Biometrics and better masks more help than immunity passports, professor argues

Immunity passports should not be used at airports, at least for the next year, according to an editorial in The Hill, because a lack of standardization could result in long line-ups and fraud.

REAL ID, however, could be used in the future to provide immunization confirmation, writes University of Wisconsin-Madison Industrial and Systems Engineering Professor Dr. Laura A. Albert, who is also a prominent member of operations group INFORMS. Biometric technologies could be implemented in areas like TSA PreCheck lanes to improve health protections.

Albert also calls for passengers to be required to wear better quality masks, as “immunization will not eliminate the need for face coverings.”

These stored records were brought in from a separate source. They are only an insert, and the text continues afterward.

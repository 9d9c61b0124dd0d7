//! In-memory implementation of DataSource for testing and development

use crate::core::error::{ApiError, ApiResult, HttpError};
use crate::core::record::Record;
use crate::core::request::Request;
use crate::core::source::DataSource;
use async_trait::async_trait;
use indexmap::IndexMap;
use std::sync::atomic::{AtomicU64, Ordering};
use std::sync::{Arc, RwLock};
use uuid::Uuid;

/// Records that carry their own string ID
pub trait Identified {
    fn id(&self) -> String;

    fn set_id(&mut self, id: String);
}

/// How new IDs are minted
#[derive(Debug, Clone, Copy, PartialEq, Eq)]
pub enum IdStrategy {
    /// `"1"`, `"2"`, ...
    Sequential,
    /// Random UUID v4
    Uuid,
}

/// In-memory data source
///
/// Keeps records in insertion order behind an `RwLock`, so it is safe to
/// share across concurrent requests. Cloning yields another handle to the
/// same records.
///
/// `find_multiple` returns records in the order the IDs were requested and
/// skips IDs that are not stored.
pub struct InMemorySource<T> {
    records: Arc<RwLock<IndexMap<String, T>>>,
    next_id: Arc<AtomicU64>,
    ids: IdStrategy,
}

impl<T> Clone for InMemorySource<T> {
    fn clone(&self) -> Self {
        Self {
            records: Arc::clone(&self.records),
            next_id: Arc::clone(&self.next_id),
            ids: self.ids,
        }
    }
}

impl<T: Record + Clone + Identified> InMemorySource<T> {
    /// Create an empty source with sequential IDs
    pub fn new() -> Self {
        Self {
            records: Arc::new(RwLock::new(IndexMap::new())),
            next_id: Arc::new(AtomicU64::new(1)),
            ids: IdStrategy::Sequential,
        }
    }

    /// Mint UUID v4 IDs instead of sequential ones
    pub fn with_uuid_ids(mut self) -> Self {
        self.ids = IdStrategy::Uuid;
        self
    }

    /// Number of stored records
    pub fn len(&self) -> usize {
        self.records.read().map(|r| r.len()).unwrap_or(0)
    }

    pub fn is_empty(&self) -> bool {
        self.len() == 0
    }

    fn mint_id(&self) -> String {
        match self.ids {
            IdStrategy::Sequential => self.next_id.fetch_add(1, Ordering::Relaxed).to_string(),
            IdStrategy::Uuid => Uuid::new_v4().to_string(),
        }
    }

    fn not_found(id: &str) -> ApiError {
        HttpError::not_found(format!(
            "{} with id '{}' not found",
            T::type_name().to_lowercase(),
            id
        ))
        .into()
    }
}

impl<T: Record + Clone + Identified> Default for InMemorySource<T> {
    fn default() -> Self {
        Self::new()
    }
}

fn poisoned<E: std::fmt::Display>(e: E) -> ApiError {
    ApiError::internal(format!("Failed to acquire lock: {}", e))
}

#[async_trait]
impl<T: Record + Clone + Identified> DataSource<T> for InMemorySource<T> {
    async fn find_all(&self, _request: &Request) -> ApiResult<Vec<T>> {
        let records = self.records.read().map_err(poisoned)?;

        Ok(records.values().cloned().collect())
    }

    async fn find_one(&self, id: &str, _request: &Request) -> ApiResult<T> {
        let records = self.records.read().map_err(poisoned)?;

        records.get(id).cloned().ok_or_else(|| Self::not_found(id))
    }

    async fn find_multiple(&self, ids: &[String], _request: &Request) -> ApiResult<Vec<T>> {
        let records = self.records.read().map_err(poisoned)?;

        Ok(ids
            .iter()
            .filter_map(|id| records.get(id).cloned())
            .collect())
    }

    async fn create(&self, mut record: T) -> ApiResult<String> {
        let id = self.mint_id();
        record.set_id(id.clone());

        let mut records = self.records.write().map_err(poisoned)?;
        records.insert(id.clone(), record);

        Ok(id)
    }

    async fn update(&self, record: T) -> ApiResult<()> {
        let id = record.id();
        let mut records = self.records.write().map_err(poisoned)?;

        let slot = records.get_mut(&id).ok_or_else(|| Self::not_found(&id))?;
        *slot = record;

        Ok(())
    }

    async fn delete(&self, id: &str) -> ApiResult<()> {
        let mut records = self.records.write().map_err(poisoned)?;

        records
            .shift_remove(id)
            .map(|_| ())
            .ok_or_else(|| Self::not_found(id))
    }
}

Kuala Lumpur International continues digital transformation

A new Passenger Reconciliation System (PRS) is rolling out at Kuala Lumpur International Airport through a collaboration between Malaysia Airports and Malaysia Airlines, with 10 PRS units installed in Terminal 1, and 12 in Terminal 2. The new PRS technology is expected to increase the speed and effectiveness of security screening processes.

The installation comes on the heels of an announcement that KLIA will deploy over 100 biometric touchpoints during the first half of this year at Terminals 1 and 2.

Philadelphia extends Telos contract

Telos has announced that Philadelphia International Airport will continue using its biometric background checking service for individuals working in secure areas.

The TSA-approved Designated Aviation Channeling (DAC) services are used with PHL’s identity management system (IdMS) to improve data integrity, increase operational efficiency and reduce costs, according to the announcement.

Telos has provided the encrypted, web-based DAC solution to PHL since 2017, and the contract has been extended for an additional three years.

“The DAC services deployment at Philadelphia International Airport is notable for its integration with PHL’s IdMS, enabling efficient biographic and biometric transmissions,” says Dawn E. Lucini, vice president of aviation security, Telos. “We have streamlined the TSA-required aviation worker background check process, while upholding the high security and customer service standards at PHL.”

Genetec security platform selected by Singapore airport

Genetec has been selected by Changi Airport Group to provide unified security, public safety, operations, and business intelligence solutions under a three-year contract.

Implementation of the Genetec Security Center platform is expected to be completed in 2023, bringing data from the Singapore airport’s IP security assets together on a single intuitive interface for unified video surveillance.

“Increasingly, our airport customers are understanding the deep business insights Security Center is capable of delivering, its ability to inform and create value for multiple areas of an airport business operation and improve the overall passenger and employee experience,” says Giovanni Taccori, Commercial Lead Transportation, APAC at Genetec, Inc.